**Brief**: Search term "ProgramKind": please copy every line of the records below that contains it.

**Records provided**:
Segment Open

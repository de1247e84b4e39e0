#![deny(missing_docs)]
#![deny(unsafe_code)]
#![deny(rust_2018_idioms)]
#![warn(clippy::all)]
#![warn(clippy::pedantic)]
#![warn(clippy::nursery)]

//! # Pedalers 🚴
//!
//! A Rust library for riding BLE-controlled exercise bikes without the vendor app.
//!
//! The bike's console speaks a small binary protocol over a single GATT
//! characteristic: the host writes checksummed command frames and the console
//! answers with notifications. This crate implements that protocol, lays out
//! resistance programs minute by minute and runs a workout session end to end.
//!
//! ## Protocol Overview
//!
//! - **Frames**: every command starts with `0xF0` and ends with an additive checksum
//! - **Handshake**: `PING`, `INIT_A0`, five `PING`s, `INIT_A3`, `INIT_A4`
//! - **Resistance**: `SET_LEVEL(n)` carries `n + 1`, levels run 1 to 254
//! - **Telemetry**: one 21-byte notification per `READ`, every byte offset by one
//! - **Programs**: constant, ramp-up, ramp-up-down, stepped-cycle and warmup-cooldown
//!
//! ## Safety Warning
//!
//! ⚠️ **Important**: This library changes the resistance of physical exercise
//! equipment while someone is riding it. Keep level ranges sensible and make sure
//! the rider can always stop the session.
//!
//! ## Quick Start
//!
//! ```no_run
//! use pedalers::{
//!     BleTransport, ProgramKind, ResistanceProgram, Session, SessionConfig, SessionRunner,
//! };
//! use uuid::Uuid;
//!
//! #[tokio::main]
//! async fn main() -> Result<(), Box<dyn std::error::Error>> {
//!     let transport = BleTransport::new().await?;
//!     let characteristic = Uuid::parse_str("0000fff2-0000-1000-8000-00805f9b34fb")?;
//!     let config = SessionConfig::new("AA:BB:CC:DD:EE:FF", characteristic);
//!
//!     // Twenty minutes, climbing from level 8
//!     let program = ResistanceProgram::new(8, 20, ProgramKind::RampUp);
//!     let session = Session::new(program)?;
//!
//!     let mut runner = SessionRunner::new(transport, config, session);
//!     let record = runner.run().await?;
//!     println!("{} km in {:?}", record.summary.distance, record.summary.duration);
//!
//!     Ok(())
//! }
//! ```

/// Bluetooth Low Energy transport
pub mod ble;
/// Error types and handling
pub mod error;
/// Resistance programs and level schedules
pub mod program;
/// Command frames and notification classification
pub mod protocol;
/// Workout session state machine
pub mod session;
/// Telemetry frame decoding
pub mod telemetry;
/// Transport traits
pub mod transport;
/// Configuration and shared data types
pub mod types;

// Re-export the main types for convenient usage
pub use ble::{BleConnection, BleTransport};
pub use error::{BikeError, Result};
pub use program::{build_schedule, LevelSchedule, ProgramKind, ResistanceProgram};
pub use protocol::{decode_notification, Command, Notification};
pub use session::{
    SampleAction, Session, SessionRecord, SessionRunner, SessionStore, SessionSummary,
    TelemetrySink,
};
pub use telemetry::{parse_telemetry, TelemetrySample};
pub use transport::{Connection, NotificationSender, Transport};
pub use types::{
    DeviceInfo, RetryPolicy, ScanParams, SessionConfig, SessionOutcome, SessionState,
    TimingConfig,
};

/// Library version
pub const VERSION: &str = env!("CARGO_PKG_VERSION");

Segment Closed

**Response to this task**:
//!     BleTransport, ProgramKind, ResistanceProgram, Session, SessionConfig, SessionRunner,
//!     let program = ResistanceProgram::new(8, 20, ProgramKind::RampUp);
pub use program::{build_schedule, LevelSchedule, ProgramKind, ResistanceProgram};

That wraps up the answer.